Copy exactly, please, the lines of the data from its start through the line containing "commission schedule, phone-line".

==========

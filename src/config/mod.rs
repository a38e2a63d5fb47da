//! Configuration loading and management for the calculation engine.
//!
//! This module provides functionality to load engine configuration from
//! YAML files: rate constants, the commission schedule, phone-line
//! derivation rules, and the default form values used by the reset flow.
//!
//! # Example
//!
//! ```no_run
//! use salesfloor_engine::config::ConfigLoader;
//!
//! let config = ConfigLoader::load("./config/default").unwrap();
//! println!("Net revenue rate: {}", config.engine().revenue.net_revenue_rate);
//! ```

mod loader;
mod types;

pub use loader::ConfigLoader;
pub use types::{
    CommissionSchedule, CommissionTier, EngineConfig, FormDefaults, PhoneLineRules, RevenueRates,
};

==========

§ **Solution to this task**
filename src/config/mod.rs
repository a38e2a63d5fb47da
//! Configuration loading and management for the calculation engine.
//!
//! This module provides functionality to load engine configuration from
//! YAML files: rate constants, the commission schedule, phone-line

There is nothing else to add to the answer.